**EXERCISE DETAILS**: Using the records that appear below, write out exactly the lines from the one with "filename src/telegram/handlers/mod.rs" through the one with "pub use schema::schema;", keeping both end lines.

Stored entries
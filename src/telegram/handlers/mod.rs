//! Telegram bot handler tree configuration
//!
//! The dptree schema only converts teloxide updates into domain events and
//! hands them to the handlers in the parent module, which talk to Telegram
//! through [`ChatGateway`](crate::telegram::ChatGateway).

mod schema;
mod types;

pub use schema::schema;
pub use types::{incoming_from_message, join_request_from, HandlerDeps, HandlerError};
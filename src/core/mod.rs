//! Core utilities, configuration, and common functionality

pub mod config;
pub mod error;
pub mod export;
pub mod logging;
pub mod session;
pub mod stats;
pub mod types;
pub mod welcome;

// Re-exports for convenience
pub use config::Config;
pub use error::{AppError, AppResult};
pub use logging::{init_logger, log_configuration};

---

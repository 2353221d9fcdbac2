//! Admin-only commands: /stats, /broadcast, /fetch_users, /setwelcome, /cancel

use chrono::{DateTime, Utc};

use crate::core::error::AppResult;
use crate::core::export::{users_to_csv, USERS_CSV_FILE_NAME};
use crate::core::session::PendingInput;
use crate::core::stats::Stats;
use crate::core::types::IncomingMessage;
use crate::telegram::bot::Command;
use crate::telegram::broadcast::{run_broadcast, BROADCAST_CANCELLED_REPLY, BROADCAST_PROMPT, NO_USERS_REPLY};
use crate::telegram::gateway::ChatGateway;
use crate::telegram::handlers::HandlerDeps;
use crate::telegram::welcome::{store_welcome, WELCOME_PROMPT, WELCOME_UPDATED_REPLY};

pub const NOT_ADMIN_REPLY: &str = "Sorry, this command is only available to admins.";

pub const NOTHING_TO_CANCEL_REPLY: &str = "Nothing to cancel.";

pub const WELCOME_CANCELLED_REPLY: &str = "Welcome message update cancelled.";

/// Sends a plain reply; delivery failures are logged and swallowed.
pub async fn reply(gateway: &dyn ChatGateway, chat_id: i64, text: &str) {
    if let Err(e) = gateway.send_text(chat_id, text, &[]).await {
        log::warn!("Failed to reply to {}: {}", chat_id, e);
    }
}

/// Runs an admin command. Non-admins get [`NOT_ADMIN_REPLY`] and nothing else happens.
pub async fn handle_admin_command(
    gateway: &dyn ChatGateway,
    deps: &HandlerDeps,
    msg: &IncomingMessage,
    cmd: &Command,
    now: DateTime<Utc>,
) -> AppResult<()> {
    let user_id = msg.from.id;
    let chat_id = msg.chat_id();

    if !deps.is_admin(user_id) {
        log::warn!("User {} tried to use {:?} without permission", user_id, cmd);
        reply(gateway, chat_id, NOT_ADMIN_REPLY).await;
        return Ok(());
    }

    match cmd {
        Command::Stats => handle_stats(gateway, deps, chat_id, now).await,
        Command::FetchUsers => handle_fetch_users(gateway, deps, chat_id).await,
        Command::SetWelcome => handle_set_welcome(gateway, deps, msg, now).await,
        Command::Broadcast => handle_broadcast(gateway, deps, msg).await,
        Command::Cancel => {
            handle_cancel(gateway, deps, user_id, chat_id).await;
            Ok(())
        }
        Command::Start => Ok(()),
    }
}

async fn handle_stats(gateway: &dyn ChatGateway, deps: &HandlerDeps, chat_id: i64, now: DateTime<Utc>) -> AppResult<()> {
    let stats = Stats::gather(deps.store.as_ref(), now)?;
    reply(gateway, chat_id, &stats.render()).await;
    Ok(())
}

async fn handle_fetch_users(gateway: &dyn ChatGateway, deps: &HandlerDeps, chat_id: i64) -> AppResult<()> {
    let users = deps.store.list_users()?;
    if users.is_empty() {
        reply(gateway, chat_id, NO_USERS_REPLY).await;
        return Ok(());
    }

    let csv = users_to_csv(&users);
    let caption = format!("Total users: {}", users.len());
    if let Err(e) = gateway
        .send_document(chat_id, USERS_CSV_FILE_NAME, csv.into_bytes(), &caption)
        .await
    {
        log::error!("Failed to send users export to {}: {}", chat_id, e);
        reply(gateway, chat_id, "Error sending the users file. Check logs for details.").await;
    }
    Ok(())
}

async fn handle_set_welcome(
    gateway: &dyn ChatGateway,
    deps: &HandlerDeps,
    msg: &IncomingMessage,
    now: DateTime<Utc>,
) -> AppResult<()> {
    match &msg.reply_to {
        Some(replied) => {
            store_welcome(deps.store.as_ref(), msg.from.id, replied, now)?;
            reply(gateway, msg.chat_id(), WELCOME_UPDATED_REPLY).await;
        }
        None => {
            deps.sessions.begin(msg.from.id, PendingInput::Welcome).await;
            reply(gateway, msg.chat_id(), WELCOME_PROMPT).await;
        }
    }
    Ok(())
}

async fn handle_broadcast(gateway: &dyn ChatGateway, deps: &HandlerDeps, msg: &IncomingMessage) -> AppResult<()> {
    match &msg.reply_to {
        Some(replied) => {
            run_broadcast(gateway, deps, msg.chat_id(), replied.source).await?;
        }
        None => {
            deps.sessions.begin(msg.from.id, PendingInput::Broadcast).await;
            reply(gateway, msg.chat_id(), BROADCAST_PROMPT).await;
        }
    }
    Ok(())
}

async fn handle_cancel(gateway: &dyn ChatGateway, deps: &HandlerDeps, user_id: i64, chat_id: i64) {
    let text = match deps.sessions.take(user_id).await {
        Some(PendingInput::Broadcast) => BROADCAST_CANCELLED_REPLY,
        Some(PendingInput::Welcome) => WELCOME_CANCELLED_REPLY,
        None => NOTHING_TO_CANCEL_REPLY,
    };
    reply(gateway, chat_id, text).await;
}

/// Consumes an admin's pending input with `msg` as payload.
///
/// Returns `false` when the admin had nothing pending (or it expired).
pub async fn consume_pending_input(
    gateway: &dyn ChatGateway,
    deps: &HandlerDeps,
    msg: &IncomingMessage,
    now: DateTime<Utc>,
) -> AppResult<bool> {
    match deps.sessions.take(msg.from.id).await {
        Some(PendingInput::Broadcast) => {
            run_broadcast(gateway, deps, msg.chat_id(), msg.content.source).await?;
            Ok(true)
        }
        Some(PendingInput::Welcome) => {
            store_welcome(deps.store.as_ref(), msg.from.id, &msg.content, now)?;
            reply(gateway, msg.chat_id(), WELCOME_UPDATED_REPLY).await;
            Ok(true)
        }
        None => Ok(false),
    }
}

==

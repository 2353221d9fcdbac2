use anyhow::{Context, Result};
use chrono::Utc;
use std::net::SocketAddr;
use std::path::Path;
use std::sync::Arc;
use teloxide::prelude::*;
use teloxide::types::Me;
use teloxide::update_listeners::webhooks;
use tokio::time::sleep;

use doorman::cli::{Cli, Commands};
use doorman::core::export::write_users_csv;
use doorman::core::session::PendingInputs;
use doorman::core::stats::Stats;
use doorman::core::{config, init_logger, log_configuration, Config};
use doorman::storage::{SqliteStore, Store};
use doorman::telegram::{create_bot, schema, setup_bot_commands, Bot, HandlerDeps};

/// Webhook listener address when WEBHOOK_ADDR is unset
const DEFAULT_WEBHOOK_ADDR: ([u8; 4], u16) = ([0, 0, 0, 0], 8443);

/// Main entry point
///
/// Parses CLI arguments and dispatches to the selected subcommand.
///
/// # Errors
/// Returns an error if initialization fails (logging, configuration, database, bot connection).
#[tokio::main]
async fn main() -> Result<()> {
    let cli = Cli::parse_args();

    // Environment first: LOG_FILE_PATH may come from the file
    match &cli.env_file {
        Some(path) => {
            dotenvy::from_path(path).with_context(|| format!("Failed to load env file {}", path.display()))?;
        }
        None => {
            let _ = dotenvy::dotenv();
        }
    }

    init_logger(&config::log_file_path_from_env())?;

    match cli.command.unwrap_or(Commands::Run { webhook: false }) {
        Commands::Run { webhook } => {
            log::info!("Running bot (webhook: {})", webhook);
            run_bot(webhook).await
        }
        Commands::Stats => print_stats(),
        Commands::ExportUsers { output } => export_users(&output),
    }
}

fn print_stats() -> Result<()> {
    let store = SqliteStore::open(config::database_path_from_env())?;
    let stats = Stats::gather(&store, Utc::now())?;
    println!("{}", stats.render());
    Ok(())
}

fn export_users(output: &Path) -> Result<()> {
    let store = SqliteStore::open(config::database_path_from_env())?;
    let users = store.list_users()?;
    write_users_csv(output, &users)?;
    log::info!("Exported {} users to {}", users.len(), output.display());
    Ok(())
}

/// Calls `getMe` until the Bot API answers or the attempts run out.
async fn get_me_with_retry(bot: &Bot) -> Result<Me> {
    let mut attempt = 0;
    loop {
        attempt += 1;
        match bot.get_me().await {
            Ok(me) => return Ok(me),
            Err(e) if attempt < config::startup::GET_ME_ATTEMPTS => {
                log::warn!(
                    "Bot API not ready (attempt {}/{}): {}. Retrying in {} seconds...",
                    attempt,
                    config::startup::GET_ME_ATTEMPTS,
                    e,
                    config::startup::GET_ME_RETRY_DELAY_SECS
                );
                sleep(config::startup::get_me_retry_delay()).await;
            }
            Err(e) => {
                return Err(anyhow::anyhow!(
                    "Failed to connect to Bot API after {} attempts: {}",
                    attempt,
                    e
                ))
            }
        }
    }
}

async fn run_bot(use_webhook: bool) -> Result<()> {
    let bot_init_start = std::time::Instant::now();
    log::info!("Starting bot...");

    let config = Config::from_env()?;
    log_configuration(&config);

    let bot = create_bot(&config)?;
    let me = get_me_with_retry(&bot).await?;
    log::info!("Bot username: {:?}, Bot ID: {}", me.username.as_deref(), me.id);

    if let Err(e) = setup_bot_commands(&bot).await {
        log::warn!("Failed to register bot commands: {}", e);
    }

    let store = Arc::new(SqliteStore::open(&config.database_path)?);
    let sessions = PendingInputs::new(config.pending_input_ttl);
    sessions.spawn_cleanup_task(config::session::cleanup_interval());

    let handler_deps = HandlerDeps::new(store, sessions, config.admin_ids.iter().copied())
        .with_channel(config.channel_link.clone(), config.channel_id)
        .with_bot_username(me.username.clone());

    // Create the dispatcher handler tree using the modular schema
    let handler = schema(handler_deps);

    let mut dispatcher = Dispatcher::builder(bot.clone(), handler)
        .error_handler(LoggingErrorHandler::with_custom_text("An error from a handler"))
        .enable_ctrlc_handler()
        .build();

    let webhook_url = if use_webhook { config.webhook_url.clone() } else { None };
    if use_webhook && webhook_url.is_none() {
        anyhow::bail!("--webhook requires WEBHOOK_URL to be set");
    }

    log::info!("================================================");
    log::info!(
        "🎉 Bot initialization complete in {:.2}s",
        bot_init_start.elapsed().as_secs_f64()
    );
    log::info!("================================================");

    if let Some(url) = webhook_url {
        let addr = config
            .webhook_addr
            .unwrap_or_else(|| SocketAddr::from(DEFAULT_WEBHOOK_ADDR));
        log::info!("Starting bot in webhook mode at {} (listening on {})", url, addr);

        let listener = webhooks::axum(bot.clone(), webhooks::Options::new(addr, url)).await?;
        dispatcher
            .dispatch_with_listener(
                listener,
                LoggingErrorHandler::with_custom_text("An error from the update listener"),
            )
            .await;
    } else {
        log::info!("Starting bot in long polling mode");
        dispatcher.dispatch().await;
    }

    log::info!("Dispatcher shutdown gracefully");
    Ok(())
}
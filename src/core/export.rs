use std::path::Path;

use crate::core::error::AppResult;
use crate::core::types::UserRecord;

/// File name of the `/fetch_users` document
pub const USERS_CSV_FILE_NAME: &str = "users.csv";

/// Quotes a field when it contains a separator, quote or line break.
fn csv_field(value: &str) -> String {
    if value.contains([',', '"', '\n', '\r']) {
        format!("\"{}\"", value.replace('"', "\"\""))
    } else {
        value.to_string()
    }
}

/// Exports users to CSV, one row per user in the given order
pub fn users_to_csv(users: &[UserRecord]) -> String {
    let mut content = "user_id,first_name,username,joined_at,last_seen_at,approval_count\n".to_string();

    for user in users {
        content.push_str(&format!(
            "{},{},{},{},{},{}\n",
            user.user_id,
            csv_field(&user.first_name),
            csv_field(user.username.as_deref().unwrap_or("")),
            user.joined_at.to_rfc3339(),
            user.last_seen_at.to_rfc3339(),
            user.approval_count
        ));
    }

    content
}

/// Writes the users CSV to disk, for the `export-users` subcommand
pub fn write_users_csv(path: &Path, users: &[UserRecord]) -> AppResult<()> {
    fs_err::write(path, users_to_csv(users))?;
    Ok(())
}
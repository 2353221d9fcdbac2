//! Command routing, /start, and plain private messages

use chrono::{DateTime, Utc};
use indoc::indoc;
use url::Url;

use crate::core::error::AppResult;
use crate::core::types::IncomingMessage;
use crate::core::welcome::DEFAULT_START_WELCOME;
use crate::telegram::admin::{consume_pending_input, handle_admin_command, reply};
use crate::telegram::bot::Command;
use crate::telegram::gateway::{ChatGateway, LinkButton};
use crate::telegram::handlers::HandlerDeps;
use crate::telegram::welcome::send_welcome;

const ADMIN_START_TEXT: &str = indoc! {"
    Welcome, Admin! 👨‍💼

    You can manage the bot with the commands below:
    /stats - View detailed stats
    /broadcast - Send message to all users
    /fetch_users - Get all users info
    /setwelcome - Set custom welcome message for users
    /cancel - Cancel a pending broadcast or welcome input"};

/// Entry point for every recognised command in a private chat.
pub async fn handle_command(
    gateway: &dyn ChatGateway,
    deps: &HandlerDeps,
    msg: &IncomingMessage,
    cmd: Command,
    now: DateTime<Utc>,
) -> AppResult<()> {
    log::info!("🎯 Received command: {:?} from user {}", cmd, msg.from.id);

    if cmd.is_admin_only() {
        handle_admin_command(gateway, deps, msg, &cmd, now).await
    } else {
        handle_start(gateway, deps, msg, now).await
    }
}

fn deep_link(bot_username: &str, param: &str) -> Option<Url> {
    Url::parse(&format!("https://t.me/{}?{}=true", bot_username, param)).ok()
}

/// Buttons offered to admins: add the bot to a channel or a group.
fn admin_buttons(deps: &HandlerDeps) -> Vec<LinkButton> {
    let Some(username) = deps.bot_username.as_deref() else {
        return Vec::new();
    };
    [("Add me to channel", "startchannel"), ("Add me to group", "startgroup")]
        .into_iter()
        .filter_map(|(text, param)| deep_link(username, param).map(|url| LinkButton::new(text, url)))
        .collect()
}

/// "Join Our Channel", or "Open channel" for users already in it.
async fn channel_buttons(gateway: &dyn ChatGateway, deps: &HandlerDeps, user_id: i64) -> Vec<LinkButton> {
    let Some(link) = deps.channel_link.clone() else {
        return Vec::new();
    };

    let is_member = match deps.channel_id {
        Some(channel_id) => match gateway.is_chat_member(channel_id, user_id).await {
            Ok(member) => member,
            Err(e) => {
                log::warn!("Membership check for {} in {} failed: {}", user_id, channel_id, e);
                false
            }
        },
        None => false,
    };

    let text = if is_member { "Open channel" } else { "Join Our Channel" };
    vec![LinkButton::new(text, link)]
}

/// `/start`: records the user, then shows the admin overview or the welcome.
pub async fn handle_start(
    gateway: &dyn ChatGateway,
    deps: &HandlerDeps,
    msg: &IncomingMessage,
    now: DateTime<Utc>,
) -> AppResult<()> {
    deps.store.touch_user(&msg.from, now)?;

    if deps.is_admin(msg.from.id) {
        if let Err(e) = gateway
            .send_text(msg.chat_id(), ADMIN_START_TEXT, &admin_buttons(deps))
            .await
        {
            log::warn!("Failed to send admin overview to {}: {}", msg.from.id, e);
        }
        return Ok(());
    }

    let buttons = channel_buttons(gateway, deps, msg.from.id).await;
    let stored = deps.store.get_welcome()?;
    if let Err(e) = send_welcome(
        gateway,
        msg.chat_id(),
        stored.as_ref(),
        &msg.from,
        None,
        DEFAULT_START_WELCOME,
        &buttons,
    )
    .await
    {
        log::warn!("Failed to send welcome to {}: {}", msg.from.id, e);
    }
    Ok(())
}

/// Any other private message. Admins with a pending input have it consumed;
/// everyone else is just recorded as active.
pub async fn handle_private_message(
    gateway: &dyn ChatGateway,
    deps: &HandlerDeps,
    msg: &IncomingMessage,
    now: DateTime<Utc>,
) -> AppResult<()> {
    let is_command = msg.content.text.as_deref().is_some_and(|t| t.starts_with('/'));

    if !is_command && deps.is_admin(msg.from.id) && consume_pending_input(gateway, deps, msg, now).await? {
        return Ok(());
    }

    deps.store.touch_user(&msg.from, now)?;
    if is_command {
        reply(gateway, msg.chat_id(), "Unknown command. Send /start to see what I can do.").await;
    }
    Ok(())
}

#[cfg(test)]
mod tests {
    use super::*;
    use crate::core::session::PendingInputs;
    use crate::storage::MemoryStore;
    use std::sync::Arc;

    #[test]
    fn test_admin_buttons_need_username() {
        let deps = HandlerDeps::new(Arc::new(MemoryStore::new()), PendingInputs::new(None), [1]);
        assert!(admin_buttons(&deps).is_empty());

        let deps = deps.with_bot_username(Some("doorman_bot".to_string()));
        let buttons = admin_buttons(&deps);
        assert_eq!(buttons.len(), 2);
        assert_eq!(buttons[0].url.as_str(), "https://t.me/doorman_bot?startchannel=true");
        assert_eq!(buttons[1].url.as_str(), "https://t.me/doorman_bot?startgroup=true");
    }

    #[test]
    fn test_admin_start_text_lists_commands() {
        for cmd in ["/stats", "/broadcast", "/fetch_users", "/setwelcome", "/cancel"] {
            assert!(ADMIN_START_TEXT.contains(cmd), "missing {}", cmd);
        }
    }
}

**EXPECTED ANSWER**:
filename src/telegram/handlers/mod.rs
//! Telegram bot handler tree configuration
//!
//! The dptree schema only converts teloxide updates into domain events and
//! hands them to the handlers in the parent module, which talk to Telegram
//! through [`ChatGateway`](crate::telegram::ChatGateway).

mod schema;
mod types;

pub use schema::schema;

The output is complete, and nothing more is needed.